An Airflow bash client is also available, which can be very useful to modify Variables, Connections, users, etc., all of which can be scheduled and executed using Airflow. It can be very useful for creating catch-up scripts or automating certain Airflow processes.
Conclusion
I use this technology in production environments. It brings with it many advantages while still being flexible. We can think of Airflow as a distributed crontab or, for those who know, as an alternative to Oozie with an accessible language like Python and a pleasant interface.

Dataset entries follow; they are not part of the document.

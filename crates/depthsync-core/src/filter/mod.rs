//! Ordered post-processing of composite frames.
//!
//! A chain is built from a comma-separated list of filter names. The
//! disparity transform brackets every other filter: its forward half
//! always runs first and its inverse always runs last. Spatial, temporal
//! and decimation run in the order they are named, followed by the
//! colorizer and then the point cloud generator.

mod colorizer;
mod decimation;
mod disparity;
mod pointcloud;
mod spatial;
mod temporal;

pub use colorizer::Colorizer;
pub use decimation::Decimation;
pub use disparity::{DisparityTransform, Direction};
pub use pointcloud::PointCloudGenerator;
pub use spatial::SpatialFilter;
pub use temporal::TemporalFilter;

use crate::{
    calibration::Intrinsics,
    extrinsics::Extrinsics,
    frame::{CompositeFrame, SubFrame, VideoFrame},
    types::{Format, StreamKey, StreamKind},
};
use eyre::{Result, bail};
use std::fmt;
use tracing::{debug, info};

/// A transform applied to every composite frame.
pub trait Filter: Send {
    fn name(&self) -> &'static str;

    /// Consumes a composite frame and returns the transformed one.
    fn process(&mut self, frames: CompositeFrame) -> CompositeFrame;
}

/// The kinds of filters a chain can hold.
#[derive(Debug, Clone, Copy, PartialEq, Eq, Hash)]
pub enum FilterKind {
    DisparityStart,
    Spatial,
    Temporal,
    Decimation,
    Colorizer,
    PointCloud,
    DisparityEnd,
}

impl FilterKind {
    pub fn as_str(&self) -> &'static str {
        match self {
            FilterKind::DisparityStart => "disparity_start",
            FilterKind::Spatial => "spatial",
            FilterKind::Temporal => "temporal",
            FilterKind::Decimation => "decimation",
            FilterKind::Colorizer => "colorizer",
            FilterKind::PointCloud => "pointcloud",
            FilterKind::DisparityEnd => "disparity_end",
        }
    }
}

impl fmt::Display for FilterKind {
    fn fmt(&self, f: &mut fmt::Formatter<'_>) -> fmt::Result {
        f.write_str(self.as_str())
    }
}

/// Parses a filter list into the order the chain runs filters in.
///
/// Empty names are ignored. An unknown name is an error. The point
/// cloud generator is added when `pointcloud` is set even if the list
/// does not name it.
pub fn parse_filters(list: &str, mut pointcloud: bool) -> Result<Vec<FilterKind>> {
    let mut disparity = false;
    let mut colorizer = false;
    let mut kinds = vec![];

    for name in list.split(',').map(str::trim) {
        match name {
            "" => {}
            "disparity" => disparity = true,
            "colorizer" => colorizer = true,
            "pointcloud" => pointcloud = true,
            "spatial" => kinds.push(FilterKind::Spatial),
            "temporal" => kinds.push(FilterKind::Temporal),
            "decimation" => kinds.push(FilterKind::Decimation),
            unknown => bail!("Unknown filter: {unknown}"),
        }
    }

    if disparity {
        kinds.insert(0, FilterKind::DisparityStart);
    }
    if colorizer {
        kinds.push(FilterKind::Colorizer);
    }
    if pointcloud {
        kinds.push(FilterKind::PointCloud);
    }
    if disparity {
        kinds.push(FilterKind::DisparityEnd);
    }

    Ok(kinds)
}

/// Texture stream the point cloud generator maps vertices into.
#[derive(Debug, Clone, Copy, PartialEq)]
pub struct TextureTarget {
    pub key: StreamKey,
    pub intrinsics: Intrinsics,
    /// Transform from the depth frame into the texture frame.
    pub depth_to_texture: Extrinsics,
}

/// Session calibration the filters depend on.
#[derive(Debug, Clone, Default)]
pub struct FilterContext {
    /// Meters per depth unit.
    pub depth_scale: f32,
    /// Distance between the stereo imagers in meters.
    pub stereo_baseline: f32,
    pub depth_intrinsics: Option<Intrinsics>,
    pub texture: Option<TextureTarget>,
}

/// An ordered list of filters.
pub struct FilterChain {
    filters: Vec<Box<dyn Filter>>,
}

impl fmt::Debug for FilterChain {
    fn fmt(&self, f: &mut fmt::Formatter<'_>) -> fmt::Result {
        f.debug_list().entries(self.names()).finish()
    }
}

impl FilterChain {
    pub fn empty() -> Self {
        Self { filters: vec![] }
    }

    /// Builds the chain named by `list`.
    pub fn build(list: &str, pointcloud: bool, context: &FilterContext) -> Result<Self> {
        let kinds = parse_filters(list, pointcloud)?;
        Ok(Self::from_kinds(&kinds, context))
    }

    pub fn from_kinds(kinds: &[FilterKind], context: &FilterContext) -> Self {
        let filters: Vec<Box<dyn Filter>> = kinds
            .iter()
            .map(|kind| {
                info!(filter = %kind, "Add Filter");
                let filter: Box<dyn Filter> = match kind {
                    FilterKind::DisparityStart => {
                        Box::new(DisparityTransform::new(Direction::ToDisparity, context))
                    }
                    FilterKind::DisparityEnd => {
                        Box::new(DisparityTransform::new(Direction::ToDepth, context))
                    }
                    FilterKind::Spatial => Box::new(SpatialFilter::default()),
                    FilterKind::Temporal => Box::new(TemporalFilter::default()),
                    FilterKind::Decimation => Box::new(Decimation::default()),
                    FilterKind::Colorizer => Box::new(Colorizer),
                    FilterKind::PointCloud => Box::new(PointCloudGenerator::new(context)),
                };
                filter
            })
            .collect();

        info!(num_filters = filters.len(), "filter chain built");
        Self { filters }
    }

    pub fn len(&self) -> usize {
        self.filters.len()
    }

    pub fn is_empty(&self) -> bool {
        self.filters.is_empty()
    }

    pub fn names(&self) -> Vec<&'static str> {
        self.filters.iter().map(|filter| filter.name()).collect()
    }

    /// Runs every filter in order, each consuming the previous output.
    pub fn apply(&mut self, mut frames: CompositeFrame) -> CompositeFrame {
        for filter in &mut self.filters {
            debug!(filter = filter.name(), "Applying filter");
            frames = filter.process(frames);
        }
        frames
    }
}

/// Checks if a sub-frame holds depth or disparity samples.
pub(crate) fn is_depth_like(frame: &VideoFrame) -> bool {
    frame.key.kind == StreamKind::Depth && matches!(frame.format, Format::Z16 | Format::Disparity32)
}

/// Reads depth or disparity samples as floats. Zero marks a hole.
pub(crate) fn read_samples(frame: &VideoFrame) -> Option<Vec<f32>> {
    match frame.format {
        Format::Z16 => Some(frame.depth_samples()?.into_iter().map(f32::from).collect()),
        Format::Disparity32 => frame.disparity_samples(),
        _ => None,
    }
}

/// Writes samples back in the frame's current format.
pub(crate) fn write_samples(frame: &mut VideoFrame, samples: &[f32]) {
    match frame.format {
        Format::Z16 => {
            let depth: Vec<u16> = samples
                .iter()
                .map(|&s| s.round().clamp(0.0, u16::MAX as f32) as u16)
                .collect();
            frame.set_depth_samples(&depth);
        }
        Format::Disparity32 => frame.set_disparity_samples(samples),
        _ => {}
    }
}

/// Applies `f` to every depth-like video sub-frame.
pub(crate) fn for_each_depth<F>(frames: &mut CompositeFrame, mut f: F)
where
    F: FnMut(&mut VideoFrame),
{
    for sub in frames.iter_mut() {
        if let SubFrame::Video(frame) = sub
            && is_depth_like(frame)
        {
            f(frame);
        }
    }
}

Throughout this article we have used Airflow in a DevOps context, but this represents only a tiny part of the possibilities offered.
Please note, in case of intensive use, it is easier to set up Airflow on a server dedicated to your production environments, complete with copies in Docker containers in order to be able to more easily develop and not impact production. However problems related to Connections or even Variables are still common so be vigilant and make sure your test suites cover this.